WASHINGTON (CNN) -- Testimony given by the director of the embattled U.S. Secret Service on Tuesday appears to conflict with the news that broke hours after Julia Pierson’s testimony—that a private security contractor with a gun shared an elevator with President Obama, in violation of protocol, during his trip to the Centers for Disease Control and Prevention in Atlanta two weeks ago.
In her testimony before the House Committee on Oversight and Government Reform, Pierson said she is responsible for briefing the President whenever there is a serious breach of his or his family’s security. When asked how many times she had to take such action in 2014, she said it was only after the September 19 incident in which a man armed with a knife jumped the White House fence and made it into the mansion’s East Room.
Not long after the hearing adjourned, the Washington Examiner and then the Washington Post reported the incident in Atlanta on September 16.
An agency official confirmed the incident to CNN in which a security contractor operating an elevator at the CDC was carrying a gun in the presence of Obama and his Secret Service detail. The contractor was taking pictures of the President and otherwise behaving in an unprofessional manner, the official said.
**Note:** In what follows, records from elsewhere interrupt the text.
//! `ParseFile` equivalent (§4.7 step c-f): fingerprints a payload, checks
//! it against the control sink, resolves its manifest entry, and runs it
//! through the [`Detector`]. Grounded on `parsers/intelx.go`'s `ParseFile`.

use std::path::Path;

use anyhow::Context;
use chrono::{DateTime, Utc};
use intelparser_core::errors::{IntelparserError, IntelparserResult};
use intelparser_core::fingerprint::sha1_hex_file;
use intelparser_core::model::{Document, Fragment};
use intelparser_detect::{ChunkedReader, Detector};
use intelparser_store::ControlSink;

use crate::manifest::system_id_of;
use crate::walker::FileItem;

/// Settings that gate whether a document's raw bytes are retained
/// alongside its findings (§4.7 step f) — everything else about scanning
/// is governed by the detector itself.
pub struct ContentPolicy<'a> {
    pub save_bucket_words: &'a [String],
    pub save_name_words: &'a [String],
}

impl ContentPolicy<'_> {
    fn should_attach(&self, bucket: &str, file_name: &str) -> bool {
        let bucket_matches = self
            .save_bucket_words
            .iter()
            .any(|w| w.eq_ignore_ascii_case(bucket));
        let name_matches = self
            .save_name_words
            .iter()
            .any(|w| file_name.to_lowercase().contains(&w.to_lowercase()));
        bucket_matches && name_matches
    }
}

/// `--filter`/`--date-from` (not present in the original CLI, added per
/// the bucket/indexed-date filtering the runner's `Options.DateFilter`
/// already modeled internally): documents outside either are skipped
/// before the expensive scan, same cost class as a dedup hit.
#[derive(Default)]
pub struct RunFilter {
    pub buckets: Vec<String>,
    pub date_from: Option<DateTime<Utc>>,
}

impl RunFilter {
    fn admits(&self, bucket: &str, leak_date: DateTime<Utc>) -> bool {
        let bucket_ok = self.buckets.is_empty()
            || self.buckets.iter().any(|b| b.eq_ignore_ascii_case(bucket));
        let date_ok = self.date_from.is_none_or(|from| leak_date >= from);
        bucket_ok && date_ok
    }
}

/// `Ok(None)` means the file was already parsed in a previous run, or is
/// excluded by `filter`, and should be silently skipped (§4.7 step b),
/// matching the source's `ParseFile` returning `(nil, nil)` for a dedup
/// hit.
pub fn parse_file(
    item: &FileItem,
    control: &ControlSink,
    detector: &Detector,
    max_target_megabytes: u64,
    content_policy: &ContentPolicy,
    filter: &RunFilter,
) -> IntelparserResult<Option<Document>> {
    let file_name = item
        .real_path
        .file_name()
        .map(|n| n.to_string_lossy().into_owned())
        .unwrap_or_default();

    let fingerprint = sha1_hex_file(&item.real_path)
        .map_err(|e| IntelparserError::Internal(e.into()))?;

    if control
        .is_already_parsed(&file_name, &fingerprint)
        .map_err(IntelparserError::Internal)?
    {
        return Ok(None);
    }

    let system_id = system_id_of(&file_name);
    let Some(entry) = item.manifest.get(&system_id) else {
        tracing::warn!(file_name, system_id, "no manifest entry for payload, skipping");
        return Ok(None);
    };

    if !filter.admits(&entry.bucket, entry.date) {
        return Ok(None);
    }

    let mut doc = Document::new("IntelX", item.real_path.to_string_lossy().into_owned());
    doc.file_name = file_name.clone();
    doc.virtual_path = item.virtual_path.clone();
    doc.display_name = entry.name.clone();
    doc.leak_date = entry.date;
    doc.bucket = entry.bucket.clone();
    doc.media_type = entry.media.clone();
    doc.provider_id = entry.system_id.clone();
    doc.fingerprint = fingerprint;
    doc.indexed_at = Utc::now();

    let metadata = std::fs::metadata(&item.real_path)
        .with_context(|| format!("statting {}", item.real_path.display()))
        .map_err(IntelparserError::Internal)?;
    doc.size = metadata.len();

    doc.mime_type = infer::get_from_path(&item.real_path)
        .ok()
        .flatten()
        .map(|k| k.mime_type().to_string())
        .unwrap_or_else(|| "application/octet-stream".to_string());

    match scan(&item.real_path, doc.size, max_target_megabytes, detector) {
        Ok((credentials, emails, urls)) => {
            doc.credentials = credentials;
            doc.emails = emails;
            doc.urls = urls;
        }
        Err(e) if e.is_skip_not_error() => {
            doc.mark_failed(e.to_string());
        }
        Err(e) => return Err(e),
    }

    if content_policy.should_attach(&doc.bucket, &file_name) {
        doc.content = std::fs::read(&item.real_path).ok();
    }

    Ok(Some(doc))
}

type ScanOutput = (
    Vec<intelparser_core::model::Credential>,
    Vec<intelparser_core::model::Email>,
    Vec<intelparser_core::model::Url>,
);

/// Reads `path` in chunks and runs the detector over each, offsetting
/// every finding's line numbers by the chunk's running line count so
/// line/column coordinates are file-wide, not chunk-local (§4.5, §4.3).
fn scan(
    path: &Path,
    size: u64,
    max_target_megabytes: u64,
    detector: &Detector,
) -> IntelparserResult<ScanOutput> {
    let file = std::fs::File::open(path).map_err(|e| IntelparserError::Internal(e.into()))?;
    let mut reader = ChunkedReader::new(file, size, max_target_megabytes)?;

    let mut credentials = Vec::new();
    let mut emails = Vec::new();
    let mut urls = Vec::new();

    while let Some(chunk) = reader.next_chunk()? {
        let fragment =
            Fragment::new(chunk.text, path.to_string_lossy().into_owned()).with_bytes(chunk.bytes);
        for mut finding in detector.detect(&fragment) {
            finding.start_line += chunk.lines_before;
            finding.end_line += chunk.lines_before;
            if let Some(c) = finding.credential.take() {
                credentials.push(c);
            }
            if let Some(e) = finding.email.take() {
                emails.push(e);
            }
            if let Some(u) = finding.url.take() {
                urls.push(u);
            }
        }
    }

    Ok((credentials, emails, urls))
}

#[cfg(test)]
mod tests {
    use super::*;
    use intelparser_detect::rules::StopWordSets;
    use std::collections::HashMap;
    use std::sync::Arc;

    fn item(dir: &Path, name: &str, manifest: HashMap<String, intelparser_core::model::ManifestEntry>) -> FileItem {
        FileItem {
            real_path: dir.join(name),
            virtual_path: format!("Archive.zip/{name}"),
            manifest: Arc::new(manifest),
        }
    }

    fn manifest_with(system_id: &str, bucket: &str) -> HashMap<String, intelparser_core::model::ManifestEntry> {
        let mut m = HashMap::new();
        m.insert(
            system_id.to_string(),
            intelparser_core::model::ManifestEntry {
                name: "display".to_string(),
                date: Utc::now(),
                bucket: bucket.to_string(),
                media: "text".to_string(),
                content: String::new(),
                type_: "file".to_string(),
                size: 10,
                system_id: system_id.to_string(),
            },
        );
        m
    }

    #[test]
    fn skips_when_already_parsed() {
        let dir = tempfile::tempdir().unwrap();
        std::fs::write(dir.path().join("passwords.txt"), b"hello@example.com").unwrap();
        let control = ControlSink::in_memory().unwrap();
        let detector = Detector::new(3, 200, 50, StopWordSets::default());

        let fingerprint = sha1_hex_file(&dir.path().join("passwords.txt")).unwrap();
        let rt = tokio::runtime::Runtime::new().unwrap();
        rt.block_on(async {
            let mut d = Document::new("IntelX", "passwords.txt");
            d.file_name = "passwords.txt".to_string();
            d.fingerprint = fingerprint;
            intelparser_store::Sink::write(&control, &d).await.unwrap();
        });

        let item = item(dir.path(), "passwords.txt", manifest_with("passwords", "leaks"));
        let policy = ContentPolicy {
            save_bucket_words: &[],
            save_name_words: &[],
        };
        let result = parse_file(&item, &control, &detector, 200, &policy, &RunFilter::default()).unwrap();
        assert!(result.is_none());
    }

    #[test]
    fn skips_when_manifest_entry_missing() {
        let dir = tempfile::tempdir().unwrap();
        std::fs::write(dir.path().join("orphan.txt"), b"hi").unwrap();
        let control = ControlSink::in_memory().unwrap();
        let detector = Detector::new(3, 200, 50, StopWordSets::default());
        let item = item(dir.path(), "orphan.txt", HashMap::new());
        let policy = ContentPolicy {
            save_bucket_words: &[],
            save_name_words: &[],
        };
        let result = parse_file(&item, &control, &detector, 200, &policy, &RunFilter::default()).unwrap();
        assert!(result.is_none());
    }

    #[test]
    fn populates_document_from_manifest_and_detects_findings() {
        let dir = tempfile::tempdir().unwrap();
        std::fs::write(dir.path().join("leak.txt"), b"contact me at person@company.com\n").unwrap();
        let control = ControlSink::in_memory().unwrap();
        let detector = Detector::new(3, 200, 50, StopWordSets::default());
        let item = item(dir.path(), "leak.txt", manifest_with("leak", "leaks"));
        let policy = ContentPolicy {
            save_bucket_words: &[],
            save_name_words: &[],
        };
        let doc = parse_file(&item, &control, &detector, 200, &policy, &RunFilter::default())
            .unwrap()
            .expect("not a dedup hit");
        assert_eq!(doc.bucket, "leaks");
        assert_eq!(doc.display_name, "display");
        assert!(!doc.failed);
        assert!(!doc.emails.is_empty());
    }

    #[test]
    fn attaches_content_only_when_bucket_and_name_policy_match() {
        let dir = tempfile::tempdir().unwrap();
        std::fs::write(dir.path().join("passwords.txt"), b"hi").unwrap();
        let control = ControlSink::in_memory().unwrap();
        let detector = Detector::new(3, 200, 50, StopWordSets::default());
        let item = item(dir.path(), "passwords.txt", manifest_with("passwords", "leaks"));
        let policy = ContentPolicy {
            save_bucket_words: &["leaks".to_string()],
            save_name_words: &["passwords.txt".to_string()],
        };
        let doc = parse_file(&item, &control, &detector, 200, &policy, &RunFilter::default())
            .unwrap()
            .expect("not a dedup hit");
        assert!(doc.content.is_some());
    }
}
When the security worker was confronted about his behavior, it was revealed that he was armed.
Asked about the apparent inconsistency in Pierson’s testimony, a spokesman for the Secret Service, Ed Donovan, told CNN “we aren’t going to discuss private conversations the director may have with the President.”
According to Secret Service protocols, it is up to the agency to decide who is allowed to possess firearms in the presence of the President. The agency official said that the elevator operator was determined not to be a threat to Obama after he was interviewed by officers.
White House officials did not respond to requests for comment from CNN.
“I believe the President’s security was unnecessarily compromised,” Rep. Jason Chaffetz, R-Utah, told CNN. “A convict with a gun in an elevator with the President put his life in danger. The Director should have informed the President, yet she testified she did not. Did she lie to Congress or fail to inform the President?”
Chaffetz at the hearing specifically asked Pierson “what percentage of the time do you inform the President that his personal security has in any way, shape or form been breached?”
“Percentage of the time?” Pierson responded. “A hundred percent of the time we would advise the President.”
“You would advise the President,” Chaffetz specified.
“Yes,” she said.
“In calendar year 2014 how many times has that happened?” asked Chaffetz.
“I have not briefed him ... except for one occasion for the September 19 incident,” she said, referring to the White House intruder who was able to breach White House security and get into the East Room of the White House.
Chaffetz clarified that the only time she had only briefed the President about his or his family’s personal security in 2014 was the one time.
“That is correct,” she said.
The elevator incident happened three days before the fence-jumping intrusion at the White House.
CNN’s Jim Acosta contributed to this report.